- Exercise description
Read through the data below and state how many of its lines contain the word "exists", adding nothing.
──────
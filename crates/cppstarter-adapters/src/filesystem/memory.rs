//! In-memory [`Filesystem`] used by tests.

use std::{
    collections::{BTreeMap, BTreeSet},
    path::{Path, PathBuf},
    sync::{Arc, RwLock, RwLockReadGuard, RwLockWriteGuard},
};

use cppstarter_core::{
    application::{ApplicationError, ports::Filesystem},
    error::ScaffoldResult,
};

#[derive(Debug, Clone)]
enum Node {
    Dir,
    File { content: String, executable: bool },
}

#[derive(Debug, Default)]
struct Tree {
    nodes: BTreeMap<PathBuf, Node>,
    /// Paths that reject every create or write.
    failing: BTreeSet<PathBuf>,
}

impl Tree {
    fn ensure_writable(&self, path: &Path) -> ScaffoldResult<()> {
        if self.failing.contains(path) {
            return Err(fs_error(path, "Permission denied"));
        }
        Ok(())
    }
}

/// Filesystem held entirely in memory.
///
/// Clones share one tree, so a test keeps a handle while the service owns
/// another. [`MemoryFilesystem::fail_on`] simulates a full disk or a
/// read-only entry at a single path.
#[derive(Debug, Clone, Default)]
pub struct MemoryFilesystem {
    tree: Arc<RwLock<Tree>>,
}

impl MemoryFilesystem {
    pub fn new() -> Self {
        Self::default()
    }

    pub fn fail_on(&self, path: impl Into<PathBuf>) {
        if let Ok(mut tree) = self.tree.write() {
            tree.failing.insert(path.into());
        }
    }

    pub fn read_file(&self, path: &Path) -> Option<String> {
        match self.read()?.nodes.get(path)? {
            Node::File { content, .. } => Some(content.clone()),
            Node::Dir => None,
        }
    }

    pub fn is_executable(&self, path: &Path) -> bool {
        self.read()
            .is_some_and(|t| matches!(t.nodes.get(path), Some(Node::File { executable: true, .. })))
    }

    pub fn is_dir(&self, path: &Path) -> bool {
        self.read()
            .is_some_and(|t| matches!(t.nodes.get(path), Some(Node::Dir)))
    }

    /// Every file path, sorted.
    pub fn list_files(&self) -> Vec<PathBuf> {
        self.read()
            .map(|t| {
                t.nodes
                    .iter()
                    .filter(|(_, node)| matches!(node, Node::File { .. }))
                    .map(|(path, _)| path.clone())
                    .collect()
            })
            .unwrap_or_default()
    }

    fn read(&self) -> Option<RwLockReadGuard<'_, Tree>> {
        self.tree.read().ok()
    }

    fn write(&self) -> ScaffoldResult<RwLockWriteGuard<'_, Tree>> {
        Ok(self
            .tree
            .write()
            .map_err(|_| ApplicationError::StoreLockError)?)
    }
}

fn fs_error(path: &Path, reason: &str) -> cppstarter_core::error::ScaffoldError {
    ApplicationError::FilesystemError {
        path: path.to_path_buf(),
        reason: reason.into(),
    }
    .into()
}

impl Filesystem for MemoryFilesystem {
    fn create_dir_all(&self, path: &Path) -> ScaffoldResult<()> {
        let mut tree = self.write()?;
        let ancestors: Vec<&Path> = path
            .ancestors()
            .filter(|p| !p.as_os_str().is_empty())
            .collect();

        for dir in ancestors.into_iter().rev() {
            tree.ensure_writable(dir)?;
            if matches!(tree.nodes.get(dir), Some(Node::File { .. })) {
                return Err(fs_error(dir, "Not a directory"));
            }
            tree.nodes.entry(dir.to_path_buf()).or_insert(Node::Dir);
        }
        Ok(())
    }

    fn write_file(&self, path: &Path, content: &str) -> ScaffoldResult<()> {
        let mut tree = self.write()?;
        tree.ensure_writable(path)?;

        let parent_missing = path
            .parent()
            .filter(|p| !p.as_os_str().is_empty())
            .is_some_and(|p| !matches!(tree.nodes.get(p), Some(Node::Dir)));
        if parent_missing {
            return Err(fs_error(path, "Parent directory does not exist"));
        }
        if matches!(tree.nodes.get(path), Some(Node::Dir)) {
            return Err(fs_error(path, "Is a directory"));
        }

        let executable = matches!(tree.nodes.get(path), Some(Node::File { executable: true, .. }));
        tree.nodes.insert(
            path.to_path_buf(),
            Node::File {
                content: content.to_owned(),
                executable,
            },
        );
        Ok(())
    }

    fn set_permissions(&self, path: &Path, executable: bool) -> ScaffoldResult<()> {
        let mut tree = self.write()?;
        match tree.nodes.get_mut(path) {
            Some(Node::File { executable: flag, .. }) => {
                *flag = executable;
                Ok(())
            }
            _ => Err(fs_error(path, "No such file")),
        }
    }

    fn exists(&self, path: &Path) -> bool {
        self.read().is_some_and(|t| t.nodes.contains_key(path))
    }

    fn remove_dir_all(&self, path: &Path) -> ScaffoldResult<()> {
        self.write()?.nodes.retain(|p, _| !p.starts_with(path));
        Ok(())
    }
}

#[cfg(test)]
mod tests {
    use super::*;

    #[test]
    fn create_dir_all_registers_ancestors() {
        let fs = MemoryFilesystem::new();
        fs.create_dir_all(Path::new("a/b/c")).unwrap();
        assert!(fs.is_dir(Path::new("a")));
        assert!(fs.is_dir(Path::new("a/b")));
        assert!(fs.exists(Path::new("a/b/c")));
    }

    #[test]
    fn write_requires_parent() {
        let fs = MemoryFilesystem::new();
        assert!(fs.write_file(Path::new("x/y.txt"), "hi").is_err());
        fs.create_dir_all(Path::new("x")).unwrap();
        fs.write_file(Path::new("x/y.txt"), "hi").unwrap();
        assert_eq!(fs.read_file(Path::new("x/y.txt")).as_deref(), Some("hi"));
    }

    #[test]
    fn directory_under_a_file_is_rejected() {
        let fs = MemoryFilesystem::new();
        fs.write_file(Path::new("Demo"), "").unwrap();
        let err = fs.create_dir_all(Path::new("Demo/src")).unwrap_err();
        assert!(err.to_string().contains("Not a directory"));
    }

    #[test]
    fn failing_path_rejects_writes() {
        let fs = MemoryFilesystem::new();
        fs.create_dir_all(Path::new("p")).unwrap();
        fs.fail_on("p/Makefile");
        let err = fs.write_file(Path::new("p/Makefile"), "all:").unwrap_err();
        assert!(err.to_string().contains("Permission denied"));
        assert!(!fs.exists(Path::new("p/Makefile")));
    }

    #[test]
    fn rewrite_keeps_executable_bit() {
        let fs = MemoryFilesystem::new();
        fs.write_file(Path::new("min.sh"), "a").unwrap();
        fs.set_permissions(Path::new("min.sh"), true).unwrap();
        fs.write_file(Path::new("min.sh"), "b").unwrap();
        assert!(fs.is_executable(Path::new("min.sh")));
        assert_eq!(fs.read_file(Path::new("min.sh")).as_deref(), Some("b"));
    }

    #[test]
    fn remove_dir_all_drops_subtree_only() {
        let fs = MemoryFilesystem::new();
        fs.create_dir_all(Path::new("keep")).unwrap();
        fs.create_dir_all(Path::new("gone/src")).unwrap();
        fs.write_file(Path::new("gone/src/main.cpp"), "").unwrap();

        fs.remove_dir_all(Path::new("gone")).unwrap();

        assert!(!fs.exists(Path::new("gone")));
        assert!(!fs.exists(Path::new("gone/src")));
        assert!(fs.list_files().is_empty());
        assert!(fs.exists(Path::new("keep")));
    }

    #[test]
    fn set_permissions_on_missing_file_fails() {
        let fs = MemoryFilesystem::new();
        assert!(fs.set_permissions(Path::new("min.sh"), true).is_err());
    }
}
──────
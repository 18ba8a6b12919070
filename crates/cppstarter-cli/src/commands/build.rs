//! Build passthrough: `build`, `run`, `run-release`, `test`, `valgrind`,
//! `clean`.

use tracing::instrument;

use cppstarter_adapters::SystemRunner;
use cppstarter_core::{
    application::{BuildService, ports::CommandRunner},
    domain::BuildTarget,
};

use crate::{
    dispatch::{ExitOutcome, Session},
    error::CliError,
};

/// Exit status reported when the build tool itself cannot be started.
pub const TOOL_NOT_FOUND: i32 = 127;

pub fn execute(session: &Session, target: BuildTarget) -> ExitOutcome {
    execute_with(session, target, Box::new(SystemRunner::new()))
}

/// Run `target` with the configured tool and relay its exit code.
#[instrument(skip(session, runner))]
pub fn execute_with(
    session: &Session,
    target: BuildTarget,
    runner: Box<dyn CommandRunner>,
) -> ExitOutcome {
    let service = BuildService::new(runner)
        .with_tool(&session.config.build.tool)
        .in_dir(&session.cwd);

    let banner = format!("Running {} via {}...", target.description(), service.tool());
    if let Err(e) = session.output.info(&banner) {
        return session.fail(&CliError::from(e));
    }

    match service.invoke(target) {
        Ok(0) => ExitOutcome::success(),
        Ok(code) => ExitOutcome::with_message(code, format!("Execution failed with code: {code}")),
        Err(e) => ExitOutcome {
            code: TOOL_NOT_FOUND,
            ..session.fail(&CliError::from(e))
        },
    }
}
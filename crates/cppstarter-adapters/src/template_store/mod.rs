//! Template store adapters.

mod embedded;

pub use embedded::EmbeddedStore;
──────
- Written answer
6